Show all lines from the data that include the word "copied".

### Provided data
****

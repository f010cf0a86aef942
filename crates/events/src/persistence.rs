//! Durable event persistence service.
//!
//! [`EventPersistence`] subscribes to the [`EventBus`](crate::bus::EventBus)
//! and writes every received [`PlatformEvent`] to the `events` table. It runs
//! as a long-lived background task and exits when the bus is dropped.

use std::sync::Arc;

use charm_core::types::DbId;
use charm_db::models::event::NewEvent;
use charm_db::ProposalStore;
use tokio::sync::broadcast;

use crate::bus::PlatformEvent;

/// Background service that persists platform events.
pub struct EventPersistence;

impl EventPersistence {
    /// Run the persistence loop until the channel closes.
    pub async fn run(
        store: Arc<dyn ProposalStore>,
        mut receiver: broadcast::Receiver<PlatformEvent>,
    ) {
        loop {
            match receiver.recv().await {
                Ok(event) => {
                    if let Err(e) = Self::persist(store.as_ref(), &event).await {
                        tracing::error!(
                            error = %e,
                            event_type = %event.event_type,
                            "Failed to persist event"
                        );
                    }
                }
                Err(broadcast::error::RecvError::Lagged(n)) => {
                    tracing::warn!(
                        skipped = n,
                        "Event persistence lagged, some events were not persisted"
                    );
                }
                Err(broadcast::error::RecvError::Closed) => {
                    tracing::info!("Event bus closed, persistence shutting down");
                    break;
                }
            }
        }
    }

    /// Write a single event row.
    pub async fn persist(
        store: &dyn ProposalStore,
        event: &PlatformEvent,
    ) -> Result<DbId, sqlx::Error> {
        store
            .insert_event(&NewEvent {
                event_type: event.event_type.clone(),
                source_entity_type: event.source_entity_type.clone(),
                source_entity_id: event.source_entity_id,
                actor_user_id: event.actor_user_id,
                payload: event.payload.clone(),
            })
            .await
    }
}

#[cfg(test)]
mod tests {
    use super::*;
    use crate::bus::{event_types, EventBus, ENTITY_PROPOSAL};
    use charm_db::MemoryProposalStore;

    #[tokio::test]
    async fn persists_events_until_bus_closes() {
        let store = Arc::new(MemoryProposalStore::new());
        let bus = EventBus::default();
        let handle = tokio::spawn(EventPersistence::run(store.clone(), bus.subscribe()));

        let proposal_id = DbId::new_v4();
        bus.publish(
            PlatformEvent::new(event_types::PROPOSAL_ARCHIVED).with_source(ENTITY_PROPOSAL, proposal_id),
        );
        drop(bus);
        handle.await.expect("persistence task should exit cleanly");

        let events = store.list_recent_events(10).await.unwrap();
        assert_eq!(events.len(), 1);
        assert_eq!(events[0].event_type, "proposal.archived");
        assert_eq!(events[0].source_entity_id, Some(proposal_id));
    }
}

****

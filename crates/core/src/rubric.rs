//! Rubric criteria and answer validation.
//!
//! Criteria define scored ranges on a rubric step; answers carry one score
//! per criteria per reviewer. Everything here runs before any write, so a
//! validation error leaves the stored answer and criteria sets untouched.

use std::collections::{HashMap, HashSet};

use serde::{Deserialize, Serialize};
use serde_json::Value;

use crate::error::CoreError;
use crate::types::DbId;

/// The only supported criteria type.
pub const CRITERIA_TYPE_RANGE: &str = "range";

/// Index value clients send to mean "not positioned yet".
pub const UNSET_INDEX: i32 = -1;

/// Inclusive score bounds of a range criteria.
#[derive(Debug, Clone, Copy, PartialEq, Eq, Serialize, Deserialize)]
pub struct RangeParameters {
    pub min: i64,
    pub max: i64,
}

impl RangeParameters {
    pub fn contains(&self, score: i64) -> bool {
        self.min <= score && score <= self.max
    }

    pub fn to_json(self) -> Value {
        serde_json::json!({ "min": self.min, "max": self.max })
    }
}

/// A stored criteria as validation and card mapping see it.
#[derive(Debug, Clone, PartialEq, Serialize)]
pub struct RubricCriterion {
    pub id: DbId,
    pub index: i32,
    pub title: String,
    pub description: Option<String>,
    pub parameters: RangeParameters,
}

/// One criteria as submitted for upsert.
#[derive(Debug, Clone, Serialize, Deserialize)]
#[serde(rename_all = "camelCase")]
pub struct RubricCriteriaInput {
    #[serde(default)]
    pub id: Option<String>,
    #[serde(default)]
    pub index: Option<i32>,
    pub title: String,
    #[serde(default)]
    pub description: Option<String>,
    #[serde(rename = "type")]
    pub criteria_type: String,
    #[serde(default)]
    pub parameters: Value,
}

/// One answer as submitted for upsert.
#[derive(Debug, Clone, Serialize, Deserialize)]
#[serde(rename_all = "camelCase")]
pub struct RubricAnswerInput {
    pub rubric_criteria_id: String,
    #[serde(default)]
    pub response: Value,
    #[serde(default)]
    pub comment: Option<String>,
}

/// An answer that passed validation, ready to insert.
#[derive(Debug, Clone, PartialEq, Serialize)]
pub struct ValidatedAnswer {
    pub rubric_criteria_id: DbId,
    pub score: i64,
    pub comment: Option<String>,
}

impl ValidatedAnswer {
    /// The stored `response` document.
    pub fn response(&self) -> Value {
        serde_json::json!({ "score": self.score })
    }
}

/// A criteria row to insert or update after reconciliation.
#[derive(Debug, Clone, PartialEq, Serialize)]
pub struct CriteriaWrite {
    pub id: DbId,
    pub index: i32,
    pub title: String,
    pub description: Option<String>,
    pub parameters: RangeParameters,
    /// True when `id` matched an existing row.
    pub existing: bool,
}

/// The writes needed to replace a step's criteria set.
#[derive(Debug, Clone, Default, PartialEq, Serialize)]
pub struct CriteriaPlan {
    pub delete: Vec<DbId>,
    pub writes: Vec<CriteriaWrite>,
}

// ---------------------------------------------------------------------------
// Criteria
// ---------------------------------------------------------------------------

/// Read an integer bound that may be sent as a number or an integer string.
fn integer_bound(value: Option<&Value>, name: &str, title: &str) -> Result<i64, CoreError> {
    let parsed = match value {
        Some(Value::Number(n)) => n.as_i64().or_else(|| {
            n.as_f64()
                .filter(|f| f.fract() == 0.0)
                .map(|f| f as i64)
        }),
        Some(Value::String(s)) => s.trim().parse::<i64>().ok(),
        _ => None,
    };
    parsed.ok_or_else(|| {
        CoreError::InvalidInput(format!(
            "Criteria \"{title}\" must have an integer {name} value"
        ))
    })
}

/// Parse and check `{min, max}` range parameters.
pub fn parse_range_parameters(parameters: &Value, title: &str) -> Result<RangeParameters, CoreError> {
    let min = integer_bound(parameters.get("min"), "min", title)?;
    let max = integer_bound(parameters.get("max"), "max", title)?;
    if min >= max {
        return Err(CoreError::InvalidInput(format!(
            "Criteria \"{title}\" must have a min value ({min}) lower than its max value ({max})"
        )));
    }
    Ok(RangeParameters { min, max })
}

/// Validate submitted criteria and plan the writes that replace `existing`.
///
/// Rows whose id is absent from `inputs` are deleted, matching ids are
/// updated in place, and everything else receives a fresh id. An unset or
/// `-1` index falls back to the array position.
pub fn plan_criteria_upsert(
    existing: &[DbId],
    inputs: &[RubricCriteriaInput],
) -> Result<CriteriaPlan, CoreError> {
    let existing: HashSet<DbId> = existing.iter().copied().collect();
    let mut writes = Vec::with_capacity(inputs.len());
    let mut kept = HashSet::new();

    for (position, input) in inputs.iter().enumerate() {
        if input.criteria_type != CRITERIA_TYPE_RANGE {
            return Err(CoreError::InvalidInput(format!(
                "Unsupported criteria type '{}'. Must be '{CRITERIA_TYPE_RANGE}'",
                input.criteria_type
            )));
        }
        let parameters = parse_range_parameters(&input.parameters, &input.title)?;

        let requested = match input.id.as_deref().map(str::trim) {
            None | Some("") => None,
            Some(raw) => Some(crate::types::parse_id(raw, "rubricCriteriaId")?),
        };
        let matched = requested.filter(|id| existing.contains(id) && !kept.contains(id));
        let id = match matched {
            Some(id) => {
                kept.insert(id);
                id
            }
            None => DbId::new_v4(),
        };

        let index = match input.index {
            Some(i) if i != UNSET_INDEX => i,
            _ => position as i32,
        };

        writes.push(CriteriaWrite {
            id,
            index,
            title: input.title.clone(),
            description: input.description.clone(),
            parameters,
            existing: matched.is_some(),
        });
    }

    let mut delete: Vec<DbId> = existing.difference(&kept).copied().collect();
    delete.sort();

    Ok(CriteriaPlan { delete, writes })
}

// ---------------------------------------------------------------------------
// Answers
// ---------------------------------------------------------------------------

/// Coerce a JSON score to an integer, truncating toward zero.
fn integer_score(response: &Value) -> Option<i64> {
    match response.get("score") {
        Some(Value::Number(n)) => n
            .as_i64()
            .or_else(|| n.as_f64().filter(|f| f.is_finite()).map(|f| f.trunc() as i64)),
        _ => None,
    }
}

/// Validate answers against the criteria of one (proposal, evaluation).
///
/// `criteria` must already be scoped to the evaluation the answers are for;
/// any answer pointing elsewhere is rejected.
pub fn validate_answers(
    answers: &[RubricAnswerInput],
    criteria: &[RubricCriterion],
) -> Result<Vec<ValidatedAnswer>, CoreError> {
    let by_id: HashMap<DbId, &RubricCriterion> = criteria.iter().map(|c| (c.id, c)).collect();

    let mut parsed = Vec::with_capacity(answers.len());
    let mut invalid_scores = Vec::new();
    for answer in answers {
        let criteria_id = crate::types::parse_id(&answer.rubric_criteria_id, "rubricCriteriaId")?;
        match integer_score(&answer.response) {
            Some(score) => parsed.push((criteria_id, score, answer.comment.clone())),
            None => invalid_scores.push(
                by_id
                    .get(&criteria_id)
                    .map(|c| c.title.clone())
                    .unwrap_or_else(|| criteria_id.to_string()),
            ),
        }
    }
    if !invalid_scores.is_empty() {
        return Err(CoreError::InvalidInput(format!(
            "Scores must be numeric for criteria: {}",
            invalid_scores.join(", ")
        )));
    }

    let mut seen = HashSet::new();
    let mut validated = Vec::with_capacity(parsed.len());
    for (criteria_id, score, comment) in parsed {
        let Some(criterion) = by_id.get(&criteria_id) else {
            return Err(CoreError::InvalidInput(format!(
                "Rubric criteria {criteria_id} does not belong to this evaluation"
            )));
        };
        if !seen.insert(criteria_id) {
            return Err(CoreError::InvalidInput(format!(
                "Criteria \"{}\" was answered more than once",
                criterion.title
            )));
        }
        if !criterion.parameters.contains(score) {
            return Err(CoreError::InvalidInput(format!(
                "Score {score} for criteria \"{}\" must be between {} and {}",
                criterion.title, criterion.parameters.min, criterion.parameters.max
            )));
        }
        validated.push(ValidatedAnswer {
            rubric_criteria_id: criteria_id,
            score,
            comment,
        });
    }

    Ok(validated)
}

****

### Answer area
    let existing: HashSet<DbId> = existing.iter().copied().collect();
    let mut delete: Vec<DbId> = existing.difference(&kept).copied().collect();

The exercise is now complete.